#### EXERCISE REQUIREMENTS
All records need to be reproduced exactly. Keep every word as it is.

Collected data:
..........

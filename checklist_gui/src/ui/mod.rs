//! UI module for the checklist GUI
//!
//! Every function here is a pure `state -> Element` view; interaction goes
//! back through [`crate::Message`].
//!
//! # Panel Structure
//! - `header` - Title, permit type picker, permit description
//! - `profile_selector` - One checkbox per applicant profile
//! - `progress_panel` - Progress bar, percentage, reset button
//! - `documents_panel` - Document cards grouped by category
//! - `links_panel` - Important links and "last verified" line
//! - `status_bar` - Bottom status messages
//!
//! # Overlays
//! - `modal` - Notes editor, reset confirmation, alerts

pub mod header;
pub mod profile_selector;
pub mod progress_panel;
pub mod documents_panel;
pub mod links_panel;
pub mod status_bar;

pub mod modal;

/// Secondary text colour
pub const MUTED: [f32; 3] = [0.5, 0.5, 0.5];

/// Error text colour
pub const DANGER: [f32; 3] = [0.8, 0.2, 0.2];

..........

#### THE ANSWER
filename checklist_gui/src/ui/mod.rs
//! UI module for the checklist GUI
//!
//! Every function here is a pure `state -> Element` view; interaction goes
//! back through [`crate::Message`].
//!
//! # Panel Structure
//! - `header` - Title, permit type picker, permit description
//! - `profile_selector` - One checkbox per applicant profile
//! - `progress_panel` - Progress bar, percentage, reset button
//! - `documents_panel` - Document cards grouped by category
//! - `links_panel` - Important links and "last verified" line
//! - `status_bar` - Bottom status messages
//!
//! # Overlays
//! - `modal` - Notes editor, reset confirmation, alerts

pub mod header;
pub mod profile_selector;
pub mod progress_panel;
pub mod documents_panel;
pub mod links_panel;
pub mod status_bar;

pub mod modal;

/// Secondary text colour
pub const MUTED: [f32; 3] = [0.5, 0.5, 0.5];

/// Error text colour
pub const DANGER: [f32; 3] = [0.8, 0.2, 0.2];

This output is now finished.